Personal information
- Born: August 12, 1987 Springfield, Ohio, U.S.
- Died: June 4, 2022 (aged 34)
- Listed height: 6 ft 4 in (1.93 m)
- Listed weight: 224 lb (102 kg)

Career information
- High school: South (Springfield, Ohio)
- College: UNC Wilmington (2005–2006); Bowling Green (2006–2009);
- NBA draft: 2009: undrafted
- Playing career: 2009–2019
- Position: Guard

Career history
- 2011–2012: Maccabi Be'er Ya'akov
- 2012: Panteras de Aguascalientes
- 2013–2015: Ironi Nahariya
- 2015–2016: Ironi Ramat Gan
- 2016–2017: Ulsan Mobis Phoebus
- 2017–2018: Incheon ET Land Elephants
- 2018–2019: Seoul Samsung Thunders

Career highlights
- South Korean League Defensive Player of the Year (2017); First-team All-MAC (2009);

= Nate Miller (basketball) =

American basketball player (1987–2022)

Nathan Lamar Miller Jr. (August 12, 1987 – June 4, 2022) was an American professional basketball player.
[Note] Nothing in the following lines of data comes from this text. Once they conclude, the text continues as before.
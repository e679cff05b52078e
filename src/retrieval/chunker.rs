use regex::Regex;
use std::sync::OnceLock;

/// Splits free text into lower-cased noun phrases
pub trait TextChunker: Send + Sync {
    fn noun_phrases(&self, text: &str) -> Vec<String>;
}

/// Function words that never belong to a noun phrase
const FUNCTION_WORDS: &[&str] = &[
    // wh-words and question openers
    "how", "what", "which", "who", "whom", "whose", "why", "when", "where", "whether",
    // auxiliaries and copulas
    "do", "does", "did", "done", "is", "are", "was", "were", "be", "been", "being", "am",
    "has", "have", "had", "having", "can", "could", "will", "would", "shall", "should",
    "may", "might", "must",
    // determiners and quantifiers
    "a", "an", "the", "this", "that", "these", "those", "some", "any", "each", "every",
    "all", "both", "either", "neither", "no", "not", "other", "another", "such", "there",
    // pronouns
    "i", "me", "my", "we", "us", "our", "you", "your", "he", "him", "his", "she", "her",
    "it", "its", "they", "them", "their",
    // prepositions
    "of", "in", "on", "at", "to", "for", "from", "with", "without", "by", "about",
    "into", "onto", "over", "under", "between", "among", "through", "during", "via",
    "against", "within", "across", "after", "before", "than", "like", "per",
    // conjunctions and adverbs
    "and", "or", "but", "nor", "so", "if", "then", "also", "as", "more", "most", "less",
    "very", "much", "many", "just", "only",
];

/// Relational verbs typical of graph questions, matched by stem
const RELATION_VERBS: &[&str] = &[
    "affect", "treat", "cause", "bind", "interact", "regulate", "upregulate",
    "downregulate", "inhibit", "activate", "express", "associate", "relate", "link",
    "connect", "influence", "impact", "target", "induce", "reduce", "increase",
    "decrease", "prevent", "palliate", "resemble", "involve", "participate", "localize",
    "contribute", "lead", "mediate", "modulate", "work", "help", "use", "act",
    "produce", "block", "trigger", "worsen", "improve", "lower", "raise",
];

fn word_regex() -> &'static Regex {
    static WORD: OnceLock<Regex> = OnceLock::new();
    WORD.get_or_init(|| {
        Regex::new(r"[\p{L}\p{N}]+(?:['\-][\p{L}\p{N}]+)*|[^\s\p{L}\p{N}]")
            .expect("Invalid word regex")
    })
}

fn is_relation_verb(word: &str) -> bool {
    RELATION_VERBS.iter().any(|stem| {
        word == *stem
            || word
                .strip_prefix(stem)
                .map(|suffix| matches!(suffix, "s" | "es" | "ed" | "d" | "ing"))
                .unwrap_or(false)
            || stem
                .strip_suffix('e')
                .and_then(|base| word.strip_prefix(base))
                .map(|suffix| suffix == "ing")
                .unwrap_or(false)
    })
}

fn breaks_phrase(token: &str) -> bool {
    let first = token.chars().next().unwrap_or(' ');
    !first.is_alphanumeric() || FUNCTION_WORDS.contains(&token) || is_relation_verb(token)
}

/// Deterministic lexicon-based noun phrase chunker
///
/// A phrase is a maximal run of words that are neither function words nor
/// relational verbs; punctuation also ends a phrase. Apostrophes and hyphens
/// inside words are kept so names like `parkinson's` survive intact.
#[derive(Debug, Default, Clone, Copy)]
pub struct LexiconChunker;

impl TextChunker for LexiconChunker {
    fn noun_phrases(&self, text: &str) -> Vec<String> {
        let normalised = text.replace(['\u{2019}', '\u{2018}'], "'").to_lowercase();

        let mut phrases = Vec::new();
        let mut current: Vec<&str> = Vec::new();
        for token in word_regex().find_iter(&normalised).map(|m| m.as_str()) {
            if breaks_phrase(token) {
                if !current.is_empty() {
                    phrases.push(current.join(" "));
                    current.clear();
                }
            } else {
                current.push(token);
            }
        }
        if !current.is_empty() {
            phrases.push(current.join(" "));
        }

        phrases
    }
}

#[cfg(test)]
mod tests {
    use super::*;

    #[test]
    fn test_question_phrases() {
        let phrases = LexiconChunker.noun_phrases("How does metformin affect Parkinson's disease?");
        assert_eq!(phrases, vec!["metformin", "parkinson's disease"]);
    }

    #[test]
    fn test_typographic_apostrophe() {
        let phrases = LexiconChunker.noun_phrases("Parkinson\u{2019}s disease");
        assert_eq!(phrases, vec!["parkinson's disease"]);
    }

    #[test]
    fn test_verb_inflections_break_phrases() {
        let phrases = LexiconChunker.noun_phrases("Which genes are upregulated by valproic acid");
        assert_eq!(phrases, vec!["genes", "valproic acid"]);
        let phrases = LexiconChunker.noun_phrases("drugs treating epilepsy");
        assert_eq!(phrases, vec!["drugs", "epilepsy"]);
    }

    #[test]
    fn test_hyphenated_terms_survive() {
        let phrases = LexiconChunker.noun_phrases("What binds alpha-synuclein, and why?");
        assert_eq!(phrases, vec!["alpha-synuclein"]);
    }

    #[test]
    fn test_repeated_phrases_are_kept() {
        let phrases = LexiconChunker.noun_phrases("insulin or insulin");
        assert_eq!(phrases, vec!["insulin", "insulin"]);
    }

    #[test]
    fn test_empty_text() {
        assert!(LexiconChunker.noun_phrases("").is_empty());
        assert!(LexiconChunker.noun_phrases("how does it?").is_empty());
    }
}
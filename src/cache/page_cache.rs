use lru::LruCache;
use std::num::NonZeroUsize;
use std::sync::Mutex;

/// Thread-safe LRU cache of fetched page text, keyed by URL
///
/// Several nodes often point at the same page (or the same top search hit);
/// this keeps one run from downloading it twice. `None` records a fetch that
/// produced no text, so dead links are not retried either.
pub struct PageCache {
    cache: Mutex<LruCache<String, Option<String>>>,
}

impl PageCache {
    /// Create a new page cache holding at most `capacity` pages (minimum 1)
    pub fn new(capacity: usize) -> Self {
        let cap = NonZeroUsize::new(capacity.max(1))
            .expect("Cache capacity must be at least 1");

        Self {
            cache: Mutex::new(LruCache::new(cap)),
        }
    }

    /// Cached result for `url`; the outer `None` means "never fetched"
    pub fn get(&self, url: &str) -> Option<Option<String>> {
        self.cache
            .lock()
            .unwrap()
            .get(url)
            .cloned()
    }

    pub fn put(&self, url: String, text: Option<String>) {
        self.cache
            .lock()
            .unwrap()
            .put(url, text);
    }

    pub fn len(&self) -> usize {
        self.cache.lock().unwrap().len()
    }

    pub fn is_empty(&self) -> bool {
        self.cache.lock().unwrap().is_empty()
    }
}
He played college basketball for the UNC Wilmington Seahawks and Bowling Green Falcons. Miller played professionally in Spain, Israel, Mexico and Argentina before he finished his career in South Korea following the 2018–19 season.

Miller returned to his hometown of Springfield, Ohio, after his playing career and ran an organization called MillerzElite Basketball that hosted basketball camps for children. He died on June 4, 2022, due to "acute exacerbation of asthma" at the age of 34.